It has always been thought that if Putin turns his attention to the United States or its allies, Russia will use its cyber arsenal to retaliate for the impact of sanctions on its economy. But after eight weeks of conflict, there have been no major cyberattacks, apart from the usual background noise of daily cyber activity that occurs on US networks, such as malware attacks.
US authorities have warned financial firms, utility companies and other companies for six months to prepare, and there is mounting evidence that US Cyber Command and its counterparts in the UK and elsewhere have taken modest precautionary measures against Russia’s most active intelligence agency in cyberspace.
Chris Inglis, the first US National Director of the Internet, said Wednesday at an event organized by the Council on Foreign Relations.
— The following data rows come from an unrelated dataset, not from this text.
//! Event dispatcher: the only component that talks to connections.
//!
//! Each inbound request resolves the caller's session and room, runs one
//! registry or controller operation, and answers with exactly one of a reply
//! to the requester, a broadcast to the room's members, or an error to the
//! requester. Anything touching a room runs with that room's guard held,
//! including the outbound sends, so members see events in the same order
//! the room applied them.
//!
//! `decline-draw` with no pending offer is a silent no-op: nothing changes and
//! nothing is sent back.

use super::router::{ClientRequest, ProtocolError};
use super::types::*;
use crate::connection::{ConnectionId, ConnectionManager};
use crate::error::ErrorCode;
use crate::game::{Color, GameController, GameError, GameResult, MoveInput};
use crate::room::{Room, RoomError, RoomId, RoomRegistry, SweepReport};
use crate::security::SecurityError;
use crate::session::{PlayerId, Session, SessionError, SessionRegistry};
use shakmaty::Square;
use std::sync::Arc;
use std::time::Duration;
use tokio::sync::OwnedMutexGuard;
use tracing::{debug, info, warn};

impl From<SessionError> for ErrorBody {
    fn from(err: SessionError) -> Self {
        ErrorBody::new(err.code(), err.to_string())
    }
}

impl From<RoomError> for ErrorBody {
    fn from(err: RoomError) -> Self {
        ErrorBody::new(err.code(), err.to_string())
    }
}

impl From<GameError> for ErrorBody {
    fn from(err: GameError) -> Self {
        ErrorBody::new(err.code(), err.to_string())
    }
}

impl From<ProtocolError> for ErrorBody {
    fn from(err: ProtocolError) -> Self {
        ErrorBody::new(err.code(), err.to_string())
    }
}
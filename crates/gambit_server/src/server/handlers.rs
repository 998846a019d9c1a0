//! Connection handling logic for WebSocket clients.
//!
//! This module contains the core connection handling logic that manages
//! the lifecycle of individual client connections, including WebSocket
//! handshaking, message processing, and cleanup.

use crate::{
    connection::ConnectionId,
    error::{ErrorCode, ServerError},
    messaging::{ErrorBody, EventDispatcher},
    security::FrameValidator,
};
use futures_util::{Sink, SinkExt, Stream, StreamExt};
use std::net::SocketAddr;
use std::sync::Arc;
use tokio::net::TcpStream;
use tokio::sync::{mpsc, oneshot, Mutex};
use tokio_tungstenite::{
    accept_async,
    tungstenite::{Error as WsError, Message},
};
use tracing::{debug, error, warn};

/// Handles a single client connection from establishment to cleanup.
///
/// # Connection Flow
///
/// 1. Perform WebSocket handshake
/// 2. Register connection and its outbound queue with the connection manager
/// 3. Read frames until the client goes away or the writer fails
/// 4. Run the dispatcher's disconnect sequence
///
/// # Arguments
///
/// * `stream` - The TCP stream for the client connection
/// * `addr` - The remote address of the client
/// * `dispatcher` - Executes parsed requests and owns the connection manager
/// * `validator` - Frame limits applied before parsing
///
/// # Message Handling
///
/// * **Reader**: Validates text frames and hands them to the dispatcher,
///   one at a time, so a connection's requests are applied in arrival order
/// * **Writer Task**: Drains the connection's outbound queue into the socket
pub async fn handle_connection(
    stream: TcpStream,
    addr: SocketAddr,
    dispatcher: Arc<EventDispatcher>,
    validator: Arc<FrameValidator>,
) -> Result<(), ServerError> {
    let ws_stream = accept_async(stream)
        .await
        .map_err(|e| ServerError::Network(format!("WebSocket handshake failed: {e}")))?;

    let (ws_sender, ws_receiver) = ws_stream.split();
    let ws_sender = Arc::new(Mutex::new(ws_sender));
    let (outbound_tx, mut outbound_rx) = mpsc::unbounded_channel::<String>();
    let connection_id = dispatcher
        .connections()
        .add_connection(addr, outbound_tx)
        .await;

    let (writer_done_tx, writer_done_rx) = oneshot::channel::<()>();
    {
        let ws_sender = ws_sender.clone();
        tokio::spawn(async move {
            while let Some(frame) = outbound_rx.recv().await {
                let mut ws_sender = ws_sender.lock().await;
                if let Err(e) = ws_sender.send(Message::Text(frame.into())).await {
                    error!("Failed to send message to connection {}: {}", connection_id, e);
                    break;
                }
            }
            let _ = writer_done_tx.send(());
        });
    }

    read_frames(
        connection_id,
        ws_receiver,
        ws_sender,
        writer_done_rx,
        &dispatcher,
        &validator,
    )
    .await;

    // Removing the connection drops its outbound sender, which lets the
    // writer drain what is queued and exit.
    dispatcher.handle_disconnect(connection_id).await;
    Ok(())
}

/// Reads and dispatches frames until the stream ends or `writer_done` fires.
///
/// The writer signal is only observed between frames: a request that has
/// started dispatching always runs to completion.
pub(crate) async fn read_frames<St, Si>(
    connection_id: ConnectionId,
    mut frames: St,
    ws_sender: Arc<Mutex<Si>>,
    mut writer_done: oneshot::Receiver<()>,
    dispatcher: &EventDispatcher,
    validator: &FrameValidator,
) where
    St: Stream<Item = Result<Message, WsError>> + Unpin,
    Si: Sink<Message> + Unpin,
{
    loop {
        let next = tokio::select! {
            biased;
            next = frames.next() => next,
            _ = &mut writer_done => {
                debug!("✏️ Writer for connection {} stopped", connection_id);
                break;
            }
        };
        let Some(msg) = next else {
            break;
        };

        match msg {
            Ok(Message::Text(text)) => match validator.validate(text.as_bytes()) {
                Ok(value) => dispatcher.dispatch_value(connection_id, value).await,
                Err(e) => {
                    warn!("🛡️ Frame from connection {} rejected: {}", connection_id, e);
                    dispatcher.reject(connection_id, ErrorBody::from(e)).await;
                }
            },
            Ok(Message::Binary(_)) => {
                dispatcher
                    .reject(
                        connection_id,
                        ErrorBody::new(ErrorCode::ValidationError, "Binary frames are not supported"),
                    )
                    .await;
            }
            Ok(Message::Close(_)) => {
                debug!("🔌 Client {} requested close", connection_id);
                break;
            }
            Ok(Message::Ping(data)) => {
                let mut ws_sender = ws_sender.lock().await;
                let _ = ws_sender.send(Message::Pong(data)).await;
            }
            Err(e) => {
                error!("WebSocket error for connection {}: {}", connection_id, e);
                break;
            }
            _ => {}
        }
    }
}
Inglis claimed that US government agencies and companies received ample “strategic warning” and were in a much better position to fend off or recover from such attacks than they were a year ago.
But despite all these threats, the position of the United States has been to increase the pressure on Putin: from sanctions, to diplomatic marginalization, to supplying the Ukrainian army with more powerful weapons. “Ukraine has already won the Battle of Kyiv,” a government official commented, adding that the government “will continue to provide Ukraine with plenty of weapons, training and intelligence work” so it can “continue to win.”
It is not clear whether the Ukrainians will continue to win now that the battle has shifted away from the streets of metropolitan Kyiv to the more famous terrain of the Donbass region.
Nor is it possible to know exactly what will compel the government to back off the increasingly harsh pressure on Russia.